‘Calígula’ superstar

FESTIVAL DE TEATRO CLÁSICO DE MÉRIDA - Tiresias

www.nosolomerida.es | Festival de Mérida | Calígula| La escena del Teatro Romano celebra estos días la consagración de una flamante e irreverente Santísima Trinidad que, mal que le pese a un puñado de sujetos de entendederas constreñidas, forma desde ya parte insoslayable de la (intra)historia del Festival de Mérida: en el nombre de la madre Venus y del hijo Calígula y del espíritu Bowie, el descarado Mario Gas ha inyectado un impactante chute de iconoclastia en una programación adocenada e inofensiva que, en los últimos años, deambula entre el muermo y la indiferencia.

Nada que ver con el clasicismo efectista (pero eficaz) de las puestas de José Tamayo —protagonizadas por José María Rodero (1963), Imanol Arias (1990) y Luis Merlo (1994)— ni con el apropiacionismo revolucionario de la compañía habanera El Público (1997) ni con la caprichosa orientalización perpetrada por L’Om-Imprebís (2010) que le antecedieron en este mismo certamen. Muy al contrario, el de 2017 es un ‘Calígula’ posmoderno que echa mano de la cultura popular contemporánea para traer al presente el existencialismo radical de un texto canónico.

La acción se desarrolla —gentileza de Paco Azorín— sobre una rampa ilustrada con una (in)fiel réplica de una de las fachadas del Palazzo della Civiltà del Lavoro de Roma, ese coliseo cuadrado convertido en símbolo de la arquitectura fascista que, en un drama capitalizado por la muerte, hace las veces de columbario al que va a descansar para siempre alguno de los cadáveres que el lunático emperador deja a su paso. A lo largo de (casi) dos horas, vamos viendo cómo Cayo Julio César Augusto Germánico mata para, finalmente, dejarse matar. http://www.festivaldemerida.es/fotos/fotos_prensa/2059/files/2059_fichero_1.jpg“Calígula’ es la historia de un suicidio superior. Es la historia del más humano y más trágico de los errores”, aquel que consiste en ser “infiel a los seres humanos debido a la excesiva lealtad a uno mismo”, según explicó el propio Albert Camus.

El miedo sobrevuela toda la función, atenazando a la cohorte de palmeros que ríe las (malditas) gracias al tercer emperador romano al tiempo que fuerza la sonrisa torcida del espectador, que asiste pasmado a los desvaríos derivados del poder absoluto.
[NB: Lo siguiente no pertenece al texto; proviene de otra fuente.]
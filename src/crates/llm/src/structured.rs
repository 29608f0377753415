//! The structured-output contract.
//!
//! Every LLM call in FinRAG asks for a JSON value conforming to a schema. The
//! schema is derived from a Rust type with `schemars`, so the type that
//! deserializes the answer is also the contract sent to the model:
//!
//! ```rust,ignore
//! #[derive(Deserialize, JsonSchema)]
//! struct Verdict { safe: bool, reason: String }
//!
//! let verdict: Verdict = llm.structured("safety_check", SYSTEM, &query).await?;
//! ```

use crate::error::{LlmError, Result};
use async_trait::async_trait;
use schemars::JsonSchema;
use serde::de::DeserializeOwned;
use serde::Serialize;
use serde_json::Value;

/// One structured-output call
#[derive(Debug, Clone, PartialEq, Serialize)]
pub struct StructuredRequest {
    /// Short task name, e.g. `grade_document`. Used for logging and scripting.
    pub task: String,
    /// System instruction
    pub system: String,
    /// User content
    pub prompt: String,
    /// Name of the output type, sanitized for provider tool/schema names
    pub schema_name: String,
    /// JSON schema of the expected value
    pub schema: Value,
}

impl StructuredRequest {
    /// Request whose schema is derived from `T`
    pub fn for_type<T: JsonSchema>(
        task: impl Into<String>,
        system: impl Into<String>,
        prompt: impl Into<String>,
    ) -> Self {
        let mut schema = serde_json::to_value(schemars::schema_for!(T)).unwrap_or(Value::Null);
        if let Value::Object(map) = &mut schema {
            map.remove("$schema");
        }
        Self {
            task: task.into(),
            system: system.into(),
            prompt: prompt.into(),
            schema_name: sanitize_name(&T::schema_name()),
            schema,
        }
    }
}

/// A model that returns a value conforming to the requested schema, or fails.
#[async_trait]
pub trait StructuredLlm: Send + Sync {
    async fn invoke(&self, request: StructuredRequest) -> Result<Value>;

    /// Model identifier, for logs
    fn model_name(&self) -> &str;
}

/// Typed calls on any [`StructuredLlm`]
#[async_trait]
pub trait StructuredLlmExt: StructuredLlm {
    /// Invoke with the schema of `T` and deserialize the answer
    async fn structured<T>(&self, task: &str, system: &str, prompt: &str) -> Result<T>
    where
        T: JsonSchema + DeserializeOwned + Send + 'static,
    {
        let request = StructuredRequest::for_type::<T>(task, system, prompt);
        let value = self.invoke(request).await?;
        decode(task, value)
    }
}

impl<L: StructuredLlm + ?Sized> StructuredLlmExt for L {}

/// Free-function form of [`StructuredLlmExt::structured`]
pub async fn invoke_structured<T>(llm: &dyn StructuredLlm, task: &str, system: &str, prompt: &str) -> Result<T>
where
    T: JsonSchema + DeserializeOwned + Send + 'static,
{
    llm.structured::<T>(task, system, prompt).await
}

fn decode<T: DeserializeOwned>(task: &str, value: Value) -> Result<T> {
    serde_json::from_value(value).map_err(|e| LlmError::SchemaMismatch {
        task: task.to_string(),
        reason: e.to_string(),
    })
}

/// Tool and schema names: `[A-Za-z0-9_-]{1,64}`
fn sanitize_name(name: &str) -> String {
    let cleaned: String = name
        .chars()
        .map(|c| if c.is_ascii_alphanumeric() || c == '_' || c == '-' { c } else { '_' })
        .take(64)
        .collect();
    if cleaned.is_empty() {
        "response".to_string()
    } else {
        cleaned
    }
}

/// Parse a JSON object out of free text, tolerating code fences.
pub(crate) fn extract_json(text: &str) -> Result<Value> {
    let trimmed = text.trim();
    if let Ok(value) = serde_json::from_str(trimmed) {
        return Ok(value);
    }
    let start = trimmed.find('{');
    let end = trimmed.rfind('}');
    match (start, end) {
        (Some(start), Some(end)) if end > start => serde_json::from_str(&trimmed[start..=end])
            .map_err(|e| LlmError::InvalidResponse(format!("malformed JSON: {e}"))),
        _ => Err(LlmError::InvalidResponse(format!(
            "expected a JSON object, got: {}",
            trimmed.chars().take(120).collect::<String>()
        ))),
    }
}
La mayoría de los razonamientos de Calígula, absurdos por exceso de lógica, resultan peligrosamente irrefutables, y eso acojona, incluso a la legión de mirones que contempla alucinada la tragedia desde la confortable seguridad que proporciona la cuarta pared.
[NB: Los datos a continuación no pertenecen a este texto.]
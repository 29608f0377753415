//! Declarative KPI catalog: topic → ordered KPIs with formulas and inputs.

use serde::{Deserialize, Serialize};
use std::path::Path;
use tracing::debug;

use super::formula::Formula;
use crate::error::{FinragError, Result};

const BUILTIN_CATALOG: &str = include_str!("../../assets/kpis.toml");

/// A value a formula needs
#[derive(Debug, Clone, PartialEq, Serialize, Deserialize)]
pub struct KpiInput {
    /// Identifier used in the formula
    pub name: String,
    /// What to look up in the filing
    pub description: String,
}

#[derive(Debug, Clone, PartialEq, Serialize, Deserialize)]
pub struct KpiDefinition {
    pub name: String,
    pub formula: String,
    #[serde(default)]
    pub unit: String,
    pub inputs: Vec<KpiInput>,
}

impl KpiDefinition {
    pub fn parsed_formula(&self) -> Result<Formula> {
        Formula::parse(&self.formula)
    }
}

#[derive(Debug, Clone, PartialEq, Serialize, Deserialize)]
pub struct KpiTopic {
    pub name: String,
    #[serde(default)]
    pub description: String,
    pub kpis: Vec<KpiDefinition>,
}

impl KpiTopic {
    /// Distinct inputs across the topic's KPIs, first use first
    pub fn inputs(&self) -> Vec<&KpiInput> {
        let mut seen: Vec<&KpiInput> = Vec::new();
        for input in self.kpis.iter().flat_map(|k| &k.inputs) {
            if !seen.iter().any(|s| s.name == input.name) {
                seen.push(input);
            }
        }
        seen
    }
}

#[derive(Debug, Clone, PartialEq, Serialize, Deserialize)]
pub struct KpiCatalog {
    pub topics: Vec<KpiTopic>,
}

impl KpiCatalog {
    /// The catalog shipped with the crate
    pub fn builtin() -> Result<Self> {
        Self::from_toml_str(BUILTIN_CATALOG)
    }

    pub fn from_toml_str(text: &str) -> Result<Self> {
        let catalog: KpiCatalog = toml::from_str(text)?;
        catalog.validate()?;
        Ok(catalog)
    }

    pub async fn load(path: &Path) -> Result<Self> {
        let text = tokio::fs::read_to_string(path).await.map_err(|e| {
            FinragError::Kpi(format!("cannot read KPI catalog {}: {e}", path.display()))
        })?;
        let catalog = Self::from_toml_str(&text)?;
        debug!(path = %path.display(), topics = catalog.topics.len(), "KPI catalog loaded");
        Ok(catalog)
    }

    /// Configured catalog, or the built-in one
    pub async fn load_or_builtin(path: Option<&Path>) -> Result<Self> {
        match path {
            Some(path) => Self::load(path).await,
            None => Self::builtin(),
        }
    }

    /// Every formula parses and reads only declared inputs
    fn validate(&self) -> Result<()> {
        for topic in &self.topics {
            for kpi in &topic.kpis {
                let formula = kpi.parsed_formula()?;
                let undeclared: Vec<String> = formula
                    .variables()
                    .into_iter()
                    .filter(|v| !kpi.inputs.iter().any(|i| &i.name == v))
                    .collect();
                if !undeclared.is_empty() {
                    return Err(FinragError::Kpi(format!(
                        "KPI '{}' in topic '{}' uses undeclared inputs: {}",
                        kpi.name,
                        topic.name,
                        undeclared.join(", ")
                    )));
                }
            }
        }
        Ok(())
    }

    /// Topic by name, ignoring case
    pub fn topic(&self, name: &str) -> Option<&KpiTopic> {
        let name = name.trim();
        self.topics.iter().find(|t| t.name.eq_ignore_ascii_case(name))
    }

    pub fn topic_names(&self) -> Vec<&str> {
        self.topics.iter().map(|t| t.name.as_str()).collect()
    }
}

#[cfg(test)]
mod tests {
    use super::*;

    #[test]
    fn test_builtin_catalog_is_valid() {
        let catalog = KpiCatalog::builtin().unwrap();
        assert!(catalog.topic_names().contains(&"Profitability"));
        let liquidity = catalog.topic("liquidity").unwrap();
        assert_eq!(liquidity.kpis[0].name, "Current ratio");

        let profitability = catalog.topic("Profitability").unwrap();
        let names: Vec<&str> = profitability.inputs().iter().map(|i| i.name.as_str()).collect();
        assert_eq!(names.iter().filter(|n| **n == "revenue").count(), 1);
    }

    #[test]
    fn test_undeclared_input_rejected() {
        let text = r#"
            [[topics]]
            name = "Broken"
            [[topics.kpis]]
            name = "Margin"
            formula = "profit / sales"
            inputs = [{ name = "profit", description = "profit" }]
        "#;
        let err = KpiCatalog::from_toml_str(text).unwrap_err();
        assert!(err.to_string().contains("sales"));
    }

    #[tokio::test]
    async fn test_load_override() {
        let dir = tempfile::TempDir::new().unwrap();
        let path = dir.path().join("kpis.toml");
        tokio::fs::write(
            &path,
            r#"
            [[topics]]
            name = "Custom"
            [[topics.kpis]]
            name = "Payout"
            formula = "dividends / net_income"
            unit = "x"
            inputs = [
                { name = "dividends", description = "dividends paid" },
                { name = "net_income", description = "net income" },
            ]
            "#,
        )
        .await
        .unwrap();

        let catalog = KpiCatalog::load_or_builtin(Some(&path)).await.unwrap();
        assert_eq!(catalog.topic_names(), vec!["Custom"]);
        assert!(KpiCatalog::load(&dir.path().join("missing.toml")).await.is_err());
    }
}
La cosa arranca en blanco y negro, algo plana a juicio del cronista, pero enseguida se desatan los acontecimientos y el color irrumpe con estridencia. Así lo determina la heterodoxa dramaturgia diseñada por Mario Gas, que convierte a su protagonista en una diva del pop con las trazas de un andrógino David Bowie directamente arrancado de la portada de ‘Aladdin Sane’ (1973). Al ritmo de ‘Let’s dance’, la escena se convierte en un videoclip y los siervos en reconocibles personajes de cómic; lo único que no rebaja su nivel de profundidad es el texto, que se mantiene firme ante la (aparente) frivolidad del envoltorio. De ello se encarga Borja Sitjà, cuya traducción huye del tono sentencioso adoptado por la versión de J. Escue Porta que sonó durante tres largas décadas en el Teatro Romano para acercarse a la fijada por Javier Albiñana en Alianza editorial.

Para lanzar este órdago, Gas escoge algunos de los naipes más manoseados de su baraja. La complicidad de Borja Espinosa, Mónica López, Bernat Quintana, Xavier Ripoll, Pep Ferrer, Pep Molina, Anabel Moreno y Ricardo Moya se antoja imprescindible para ganar una partida en la que sus dotes de tahúr quedan demasiado expuestas. Pero su verdadero as bajo la manga es Pablo Derqui, un talento descomunal que vampiriza una función arrebatadora y un personaje sin par; un actorazo al que ningún amante del buen teatro debería perderle la pista.